The Tofurky sausage went well with the pasta. The texture was not particularly meat like (which isn’t a priority for me), but it was not unpleasant. I’m not really sure how to describe the flavor. It doesn’t really taste like Italian sausage. I guess the primary flavor is the added seasonings. This isn’t a product I would use to try to convince a meat-eater that they could stop eating meat without missing it, but as a vegan convenience food, it’s a decent option. I will probably keep some on hand for those times when I don’t feel like cooking, but don’t want to just eat a plain bowl of pasta. There are really only two things about the product that I didn’t like. It smells weird and it leaves a bit of an aftertaste. Both of those issues are pretty common with store-bought meat substitutes, but neither would stop me from buying this one again.

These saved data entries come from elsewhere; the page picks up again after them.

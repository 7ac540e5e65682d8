use serde::{Deserialize, Serialize};

use crate::domain::entities::{PostId, ShareInfo};

pub const NO_RETWEET_MESSAGE: &str = "This tweet has not been retweeted yet.";

/// Query string of `GET /api/engagement` and body of the `POST` variant.
#[derive(Debug, Default, Deserialize)]
pub struct CalculateRequest {
    #[serde(default)]
    pub query: Option<String>,
}

#[derive(Debug, Serialize)]
pub struct EngagementEnvelope {
    pub success: bool,
    pub data: EngagementData,
}

#[derive(Debug, Serialize)]
#[serde(untagged)]
pub enum EngagementData {
    Reach {
        id: PostId,
        sum: u64,
        tweet: Vec<ShareInfo>,
    },
    Message {
        message: &'static str,
    },
}

impl EngagementEnvelope {
    pub fn served(id: PostId, total_reach: u64, share_details: Vec<ShareInfo>) -> Self {
        Self {
            success: true,
            data: EngagementData::Reach {
                id,
                sum: total_reach,
                tweet: share_details,
            },
        }
    }

    pub fn not_shared() -> Self {
        Self {
            success: false,
            data: EngagementData::Message {
                message: NO_RETWEET_MESSAGE,
            },
        }
    }
}
use sqlx::PgPool;
use time::macros::datetime;
use tweetreach::application::repos::EngagementStore;
use tweetreach::domain::entities::{PostId, ShareInfo};
use tweetreach::infra::db::PostgresEngagementStore;

fn share(id: &str, author: &str, author_followers: u64) -> ShareInfo {
    ShareInfo {
        id: id.to_string(),
        author: author.to_string(),
        author_followers,
        shared_at: datetime!(2024-05-01 12:00 UTC),
    }
}

#[sqlx::test(migrations = "./migrations")]
async fn write_then_read_round_trips_share_details(pool: PgPool) {
    let store = PostgresEngagementStore::new(pool);
    let id = PostId::new("12345");
    let shares = vec![share("e1", "alice", 30), share("e2", "bob", 10)];

    let written = store
        .write(&id, 42, shares.clone())
        .await
        .expect("write engagement");
    let read = store
        .read(&id)
        .await
        .expect("read engagement")
        .expect("record present");

    assert_eq!(read, written);
    assert_eq!(read.total_reach, 42);
    assert_eq!(read.share_details, shares);
}

#[sqlx::test(migrations = "./migrations")]
async fn second_write_replaces_the_record(pool: PgPool) {
    let store = PostgresEngagementStore::new(pool.clone());
    let id = PostId::new("12345");

    store
        .write(&id, 22, vec![share("e1", "alice", 10), share("e2", "bob", 10)])
        .await
        .expect("first write");
    let second = store
        .write(&id, 6, vec![share("e3", "carol", 5)])
        .await
        .expect("second write");

    let read = store
        .read(&id)
        .await
        .expect("read engagement")
        .expect("record present");
    assert_eq!(read, second);
    assert_eq!(read.share_details, vec![share("e3", "carol", 5)]);

    let rows: i64 = sqlx::query_scalar("SELECT COUNT(*) FROM engagements WHERE id = $1")
        .bind(id.as_str())
        .fetch_one(&pool)
        .await
        .expect("count rows");
    assert_eq!(rows, 1);
}

#[sqlx::test(migrations = "./migrations")]
async fn unknown_id_reads_as_none(pool: PgPool) {
    let store = PostgresEngagementStore::new(pool);

    let record = store
        .read(&PostId::new("missing"))
        .await
        .expect("read engagement");

    assert!(record.is_none());
}

#[sqlx::test(migrations = "./migrations")]
async fn health_check_succeeds_against_a_live_pool(pool: PgPool) {
    let store = PostgresEngagementStore::new(pool);

    store.health_check().await.expect("health check");
}
use std::error::Error as StdError;

use axum::{http::StatusCode, response::Response};
use thiserror::Error;

use crate::{
    application::engagement::EngagementFailure, config::LoadError, infra::error::InfraError,
};

/// Diagnostic chain attached to failed responses for the logging middleware.
#[derive(Debug, Clone)]
pub struct ErrorReport {
    pub source: &'static str,
    pub status: StatusCode,
    pub messages: Vec<String>,
}

impl ErrorReport {
    pub fn from_error(source: &'static str, status: StatusCode, error: &dyn StdError) -> Self {
        let mut messages = Vec::new();
        messages.push(error.to_string());
        let mut current = error.source();
        while let Some(inner) = current {
            messages.push(inner.to_string());
            current = inner.source();
        }
        Self {
            source,
            status,
            messages,
        }
    }

    pub fn from_message(
        source: &'static str,
        status: StatusCode,
        message: impl Into<String>,
    ) -> Self {
        Self {
            source,
            status,
            messages: vec![message.into()],
        }
    }

    pub fn attach(self, response: &mut Response) {
        response.extensions_mut().insert(self);
    }
}

#[derive(Debug, Error)]
pub enum AppError {
    #[error(transparent)]
    Infra(#[from] InfraError),
    #[error("failed to load configuration: {0}")]
    Config(#[from] LoadError),
    #[error(transparent)]
    Engagement(#[from] EngagementFailure),
    #[error("unexpected error: {0}")]
    Unexpected(String),
}

impl AppError {
    pub fn unexpected(message: impl Into<String>) -> Self {
        Self::Unexpected(message.into())
    }
}
use axum::{
    Json,
    http::StatusCode,
    response::{IntoResponse, Response},
};
use serde::Serialize;

use crate::application::{
    engagement::EngagementFailure, error::ErrorReport, pipeline::AggregationError,
    repos::PersistError,
};

const SOURCE: &str = "infra::http::engagement";

pub mod codes {
    pub const BAD_REQUEST: &str = "bad_request";
    pub const MALFORMED_QUERY: &str = "malformed_query";
    pub const PROVIDER: &str = "provider_error";
    pub const PERSISTENCE: &str = "persistence_error";
    pub const DB_TIMEOUT: &str = "db_timeout";
    pub const AGGREGATION_TIMEOUT: &str = "aggregation_timeout";
    pub const AGGREGATION_ABORTED: &str = "aggregation_aborted";
}

#[derive(Debug, Serialize)]
pub struct ApiErrorBody {
    pub success: bool,
    pub error: ApiErrorMessage,
}

#[derive(Debug, Serialize)]
pub struct ApiErrorMessage {
    pub code: &'static str,
    pub message: &'static str,
    pub retryable: bool,
    #[serde(skip_serializing_if = "Option::is_none")]
    pub hint: Option<String>,
}

#[derive(Debug)]
pub struct ApiError {
    status: StatusCode,
    code: &'static str,
    message: &'static str,
    retryable: bool,
    hint: Option<String>,
    report: ErrorReport,
}

impl ApiError {
    pub fn bad_request(message: &'static str, hint: Option<String>) -> Self {
        let report = ErrorReport::from_message(
            SOURCE,
            StatusCode::BAD_REQUEST,
            hint.clone().unwrap_or_else(|| message.to_string()),
        );
        Self {
            status: StatusCode::BAD_REQUEST,
            code: codes::BAD_REQUEST,
            message,
            retryable: false,
            hint,
            report,
        }
    }

    pub fn status(&self) -> StatusCode {
        self.status
    }

    pub fn code(&self) -> &'static str {
        self.code
    }
}

impl From<&EngagementFailure> for ApiError {
    fn from(failure: &EngagementFailure) -> Self {
        let (status, code, message) = match failure {
            EngagementFailure::MalformedQuery(_) => (
                StatusCode::BAD_REQUEST,
                codes::MALFORMED_QUERY,
                "Query is not a status URL",
            ),
            EngagementFailure::Aggregation { source, .. } => (
                StatusCode::BAD_GATEWAY,
                codes::PROVIDER,
                match source {
                    AggregationError::Transport(_) => "Provider is unreachable",
                    AggregationError::Provider { .. } => "Provider rejected the request",
                    AggregationError::Decode(_) => "Provider returned an unexpected payload",
                },
            ),
            EngagementFailure::Persist {
                source: PersistError::Timeout,
                ..
            } => (
                StatusCode::SERVICE_UNAVAILABLE,
                codes::DB_TIMEOUT,
                "Database timeout",
            ),
            EngagementFailure::Persist { .. } => (
                StatusCode::SERVICE_UNAVAILABLE,
                codes::PERSISTENCE,
                "Engagement could not be stored",
            ),
            EngagementFailure::Timeout { .. } => (
                StatusCode::GATEWAY_TIMEOUT,
                codes::AGGREGATION_TIMEOUT,
                "Engagement is still being calculated",
            ),
            EngagementFailure::Aborted { .. } => (
                StatusCode::INTERNAL_SERVER_ERROR,
                codes::AGGREGATION_ABORTED,
                "Engagement calculation aborted",
            ),
        };

        let hint = match failure {
            EngagementFailure::MalformedQuery(err) => Some(format!(
                "{err}; expected https://twitter.com/<user>/status/<id>"
            )),
            EngagementFailure::Timeout { .. } => Some("Retry shortly".to_string()),
            _ => None,
        };

        Self {
            status,
            code,
            message,
            retryable: failure.kind().is_retryable(),
            hint,
            report: ErrorReport::from_error(SOURCE, status, failure),
        }
    }
}

impl IntoResponse for ApiError {
    fn into_response(self) -> Response {
        let body = ApiErrorBody {
            success: false,
            error: ApiErrorMessage {
                code: self.code,
                message: self.message,
                retryable: self.retryable,
                hint: self.hint,
            },
        };
        let mut response = (self.status, Json(body)).into_response();
        self.report.attach(&mut response);
        response
    }
}
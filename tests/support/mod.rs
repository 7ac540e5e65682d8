#![allow(dead_code)]

use std::collections::HashMap;
use std::num::NonZeroUsize;
use std::sync::atomic::{AtomicBool, AtomicUsize, Ordering};
use std::sync::{Arc, Mutex};
use std::time::Duration;

use async_trait::async_trait;
use time::macros::datetime;
use tokio::sync::Notify;
use tweetreach::application::engagement::EngagementService;
use tweetreach::application::freshness::TtlPolicy;
use tweetreach::application::pipeline::{
    AggregationError, AggregationPipeline, EngagementCalculator,
};
use tweetreach::application::repos::{EngagementStore, PersistError};
use tweetreach::domain::entities::{EngagementRecord, PostId, ShareInfo};
use tweetreach::infra::memory::InMemoryEngagementStore;

pub fn share(id: &str, author: &str, author_followers: u64) -> ShareInfo {
    ShareInfo {
        id: id.to_string(),
        author: author.to_string(),
        author_followers,
        shared_at: datetime!(2024-05-01 12:00 UTC),
    }
}

/// Two shares whose reach adds up to 42.
pub fn sample_shares() -> Vec<ShareInfo> {
    vec![share("e1", "alice", 30), share("e2", "bob", 10)]
}

pub fn status_url(id: &str) -> String {
    format!("https://x.com/user/status/{id}")
}

/// Scripted provider that records how often it is asked.
#[derive(Default)]
pub struct StubCalculator {
    shares: Mutex<HashMap<PostId, Vec<ShareInfo>>>,
    gates: Mutex<HashMap<PostId, Arc<Notify>>>,
    delay: Mutex<Option<Duration>>,
    fail_collect: AtomicBool,
    panic_on_collect: AtomicBool,
    probe_calls: AtomicUsize,
    collect_calls: AtomicUsize,
}

impl StubCalculator {
    pub fn new() -> Arc<Self> {
        Arc::new(Self::default())
    }

    pub fn with_shares(&self, id: &str, shares: Vec<ShareInfo>) -> &Self {
        self.shares
            .lock()
            .expect("shares lock")
            .insert(PostId::new(id), shares);
        self
    }

    pub fn set_delay(&self, delay: Duration) {
        *self.delay.lock().expect("delay lock") = Some(delay);
    }

    /// Hold `collect` for `id` until the returned handle is notified.
    pub fn gate(&self, id: &str) -> Arc<Notify> {
        let gate = Arc::new(Notify::new());
        self.gates
            .lock()
            .expect("gates lock")
            .insert(PostId::new(id), Arc::clone(&gate));
        gate
    }

    pub fn fail_collect(&self, fail: bool) {
        self.fail_collect.store(fail, Ordering::SeqCst);
    }

    pub fn panic_on_collect(&self, panic: bool) {
        self.panic_on_collect.store(panic, Ordering::SeqCst);
    }

    pub fn probe_calls(&self) -> usize {
        self.probe_calls.load(Ordering::SeqCst)
    }

    pub fn collect_calls(&self) -> usize {
        self.collect_calls.load(Ordering::SeqCst)
    }
}

#[async_trait]
impl EngagementCalculator for StubCalculator {
    async fn has_any_shares(&self, id: &PostId) -> Result<bool, AggregationError> {
        self.probe_calls.fetch_add(1, Ordering::SeqCst);
        let shares = self.shares.lock().expect("shares lock");
        Ok(shares.get(id).is_some_and(|shares| !shares.is_empty()))
    }

    async fn collect(&self, id: &PostId) -> Result<Vec<ShareInfo>, AggregationError> {
        self.collect_calls.fetch_add(1, Ordering::SeqCst);

        let gate = self.gates.lock().expect("gates lock").get(id).cloned();
        if let Some(gate) = gate {
            gate.notified().await;
        }
        let delay = *self.delay.lock().expect("delay lock");
        if let Some(delay) = delay {
            tokio::time::sleep(delay).await;
        }

        if self.panic_on_collect.load(Ordering::SeqCst) {
            panic!("provider stub panicked");
        }
        if self.fail_collect.load(Ordering::SeqCst) {
            return Err(AggregationError::transport("connection reset by peer"));
        }

        Ok(self
            .shares
            .lock()
            .expect("shares lock")
            .get(id)
            .cloned()
            .unwrap_or_default())
    }
}

/// In-memory store that counts traffic and can be told to reject writes.
pub struct CountingStore {
    inner: InMemoryEngagementStore,
    reads: AtomicUsize,
    writes: AtomicUsize,
    fail_writes: AtomicBool,
}

impl CountingStore {
    pub fn new() -> Arc<Self> {
        Arc::new(Self {
            inner: InMemoryEngagementStore::new(NonZeroUsize::new(64).expect("non-zero")),
            reads: AtomicUsize::new(0),
            writes: AtomicUsize::new(0),
            fail_writes: AtomicBool::new(false),
        })
    }

    pub fn reads(&self) -> usize {
        self.reads.load(Ordering::SeqCst)
    }

    pub fn writes(&self) -> usize {
        self.writes.load(Ordering::SeqCst)
    }

    pub fn fail_writes(&self, fail: bool) {
        self.fail_writes.store(fail, Ordering::SeqCst);
    }

    /// Seed a record without counting it as orchestrator traffic.
    pub async fn seed(
        &self,
        id: &str,
        total_reach: u64,
        shares: Vec<ShareInfo>,
    ) -> EngagementRecord {
        self.inner
            .write(&PostId::new(id), total_reach, shares)
            .await
            .expect("seed write")
    }

    pub async fn peek(&self, id: &str) -> Option<EngagementRecord> {
        self.inner.read(&PostId::new(id)).await.expect("peek read")
    }
}

#[async_trait]
impl EngagementStore for CountingStore {
    async fn read(&self, id: &PostId) -> Result<Option<EngagementRecord>, PersistError> {
        self.reads.fetch_add(1, Ordering::SeqCst);
        self.inner.read(id).await
    }

    async fn write(
        &self,
        id: &PostId,
        total_reach: u64,
        share_details: Vec<ShareInfo>,
    ) -> Result<EngagementRecord, PersistError> {
        self.writes.fetch_add(1, Ordering::SeqCst);
        if self.fail_writes.load(Ordering::SeqCst) {
            return Err(PersistError::from_persistence("disk full"));
        }
        self.inner.write(id, total_reach, share_details).await
    }
}

pub struct Harness {
    pub service: EngagementService,
    pub store: Arc<CountingStore>,
    pub calculator: Arc<StubCalculator>,
}

/// Service whose cached records stay fresh for an hour.
pub fn harness() -> Harness {
    harness_with_ttl(Duration::from_secs(3600))
}

/// Service that treats every cached record as stale.
pub fn stale_harness() -> Harness {
    harness_with_ttl(Duration::ZERO)
}

pub fn harness_with_ttl(ttl: Duration) -> Harness {
    let store = CountingStore::new();
    let calculator = StubCalculator::new();
    let service = EngagementService::new(
        store.clone(),
        Arc::new(TtlPolicy::new(ttl)),
        AggregationPipeline::new(calculator.clone()),
    );
    Harness {
        service,
        store,
        calculator,
    }
}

This was not gourmet dining, but it was an easy, enjoyable meal. Plating everything on a real plate, instead of leaving it in the microwaveable container did a lot to make it feel more like a real meal, instead of something out of the microwave. The sausage component added a bit of bulk to the meal and made it a bit more filling than plain pasta typically is. If you are looking for an easy vegetarian meal, you could do worse than to buy these products. If you’ve got the time and inclination, a fresh, green salad on the side, would probably make this feel even more like a real home cooked dinner.